The exercise asks for every line of the data to be reproduced exactly.

*** Data shown ***

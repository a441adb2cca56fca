//! High-level error types

use cctalk_transport::TransactionError;

pub type Result<T> = std::result::Result<T, Error>;

#[derive(Debug, thiserror::Error)]
pub enum Error {
    #[error("Core protocol error: {0}")]
    Core(#[from] cctalk_core::Error),

    #[error("Transport error: {0}")]
    Transport(#[from] cctalk_transport::Error),

    #[error("Type error: {0}")]
    Types(#[from] cctalk_types::Error),

    #[error("Transaction failed: {0}")]
    Transaction(#[from] TransactionError),

    #[error("Device not connected")]
    NotConnected,

    #[error("Unexpected response from device: {0}")]
    UnexpectedResponse(String),

    #[error("Device unreachable after {attempts} attempt(s)")]
    Unreachable { attempts: usize },

    #[error("Self check reported fault code {0}")]
    SelfCheckFault(u8),

    #[error("Event poller did not stop in time")]
    PollerJoinTimeout,
}

impl Error {
    /// Check if retrying the same operation may succeed
    pub fn is_recoverable(&self) -> bool {
        match self {
            Error::Transaction(err) => matches!(
                err,
                TransactionError::Timeout { .. } | TransactionError::ResponseParse(_)
            ),
            Error::UnexpectedResponse(_) | Error::Types(_) => true,
            _ => false,
        }
    }
}
//! Simulated peripherals for unit tests

use std::sync::Arc;
use std::time::Duration;

use bytes::Bytes;
use cctalk_core::{ChecksumType, CrcMessage, Message};
use cctalk_transport::StreamTransport;
use tokio::io::{AsyncReadExt, AsyncWriteExt, DuplexStream};

use crate::{Device, DeviceConfig};

/// Answer every request on `port` with `respond`; `None` stays silent
pub fn spawn_device<F>(mut port: DuplexStream, checksum_type: ChecksumType, respond: F)
where
    F: Fn(&Message) -> Option<Vec<u8>> + Send + 'static,
{
    tokio::spawn(async move {
        loop {
            let mut head = [0u8; 2];
            if port.read_exact(&mut head).await.is_err() {
                break;
            }
            let mut rest = vec![0u8; head[1] as usize + 3];
            if port.read_exact(&mut rest).await.is_err() {
                break;
            }

            let frame = [head.to_vec(), rest].concat();
            let request = Message::parse(checksum_type, &frame).unwrap();
            if let Some(reply) = respond(&request) {
                port.write_all(&reply).await.unwrap();
            }
        }
    });
}

/// CRC frame from the device to the host carrying `data`
pub fn reply(data: &[u8]) -> Option<Vec<u8>> {
    let message = CrcMessage::new(1, 0, Bytes::copy_from_slice(data)).unwrap();
    Some(message.encode().to_vec())
}

/// Buffered events payload after `counter` events, event n being a credit
/// of bill type n
pub fn event_buffer(counter: u8) -> Vec<u8> {
    let mut data = vec![counter];
    for i in 0..5u8 {
        match counter.checked_sub(i) {
            Some(n) if n > 0 => data.extend([n, 0]),
            _ => data.extend([0, 0]),
        }
    }
    data
}

/// Connected device at address 40 backed by `respond`
pub async fn device_with<F>(respond: F) -> Device
where
    F: Fn(&Message) -> Option<Vec<u8>> + Send + 'static,
{
    let config = DeviceConfig::new(40).with_read_timeout(Duration::from_millis(100));
    device_with_config(config, respond).await
}

pub async fn device_with_config<F>(config: DeviceConfig, respond: F) -> Device
where
    F: Fn(&Message) -> Option<Vec<u8>> + Send + 'static,
{
    let (ours, theirs) = tokio::io::duplex(256);
    spawn_device(theirs, config.checksum_type, respond);

    let device = Device::new(Arc::new(StreamTransport::from_stream(ours, "bench")), config);
    device.connect().await.unwrap();
    device
}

*** End of Data shown ***

> _Solution_:
repository a441adb2cca56fca
//! High-level error types

use cctalk_transport::TransactionError;

pub type Result<T> = std::result::Result<T, Error>;

#[derive(Debug, thiserror::Error)]
pub enum Error {
    #[error("Core protocol error: {0}")]
    Core(#[from] cctalk_core::Error),

    #[error("Transport error: {0}")]
    Transport(#[from] cctalk_transport::Error),

    #[error("Type error: {0}")]
    Types(#[from] cctalk_types::Error),

    #[error("Transaction failed: {0}")]
    Transaction(#[from] TransactionError),

    #[error("Device not connected")]
    NotConnected,

    #[error("Unexpected response from device: {0}")]
    UnexpectedResponse(String),

    #[error("Device unreachable after {attempts} attempt(s)")]
    Unreachable { attempts: usize },

    #[error("Self check reported fault code {0}")]
    SelfCheckFault(u8),

    #[error("Event poller did not stop in time")]
    PollerJoinTimeout,
}

impl Error {
    /// Check if retrying the same operation may succeed
    pub fn is_recoverable(&self) -> bool {
        match self {
            Error::Transaction(err) => matches!(
                err,
                TransactionError::Timeout { .. } | TransactionError::ResponseParse(_)
            ),
            Error::UnexpectedResponse(_) | Error::Types(_) => true,
            _ => false,
        }
    }
}
//! Simulated peripherals for unit tests

use std::sync::Arc;
use std::time::Duration;

use bytes::Bytes;
use cctalk_core::{ChecksumType, CrcMessage, Message};
use cctalk_transport::StreamTransport;
use tokio::io::{AsyncReadExt, AsyncWriteExt, DuplexStream};

use crate::{Device, DeviceConfig};

/// Answer every request on `port` with `respond`; `None` stays silent
pub fn spawn_device<F>(mut port: DuplexStream, checksum_type: ChecksumType, respond: F)
where
    F: Fn(&Message) -> Option<Vec<u8>> + Send + 'static,
{
    tokio::spawn(async move {
        loop {
            let mut head = [0u8; 2];
            if port.read_exact(&mut head).await.is_err() {
                break;
            }
            let mut rest = vec![0u8; head[1] as usize + 3];
            if port.read_exact(&mut rest).await.is_err() {
                break;
            }

            let frame = [head.to_vec(), rest].concat();
            let request = Message::parse(checksum_type, &frame).unwrap();
            if let Some(reply) = respond(&request) {
                port.write_all(&reply).await.unwrap();
            }
        }
    });
}

/// CRC frame from the device to the host carrying `data`
pub fn reply(data: &[u8]) -> Option<Vec<u8>> {
    let message = CrcMessage::new(1, 0, Bytes::copy_from_slice(data)).unwrap();
    Some(message.encode().to_vec())
}

/// Buffered events payload after `counter` events, event n being a credit
/// of bill type n
pub fn event_buffer(counter: u8) -> Vec<u8> {
    let mut data = vec![counter];
    for i in 0..5u8 {
        match counter.checked_sub(i) {
            Some(n) if n > 0 => data.extend([n, 0]),
            _ => data.extend([0, 0]),
        }
    }
    data
}

/// Connected device at address 40 backed by `respond`
pub async fn device_with<F>(respond: F) -> Device
where
    F: Fn(&Message) -> Option<Vec<u8>> + Send + 'static,
{
    let config = DeviceConfig::new(40).with_read_timeout(Duration::from_millis(100));
    device_with_config(config, respond).await
}

pub async fn device_with_config<F>(config: DeviceConfig, respond: F) -> Device
where
    F: Fn(&Message) -> Option<Vec<u8>> + Send + 'static,
{
    let (ours, theirs) = tokio::io::duplex(256);
    spawn_device(theirs, config.checksum_type, respond);

    let device = Device::new(Arc::new(StreamTransport::from_stream(ours, "bench")), config);
    device.connect().await.unwrap();
    device
}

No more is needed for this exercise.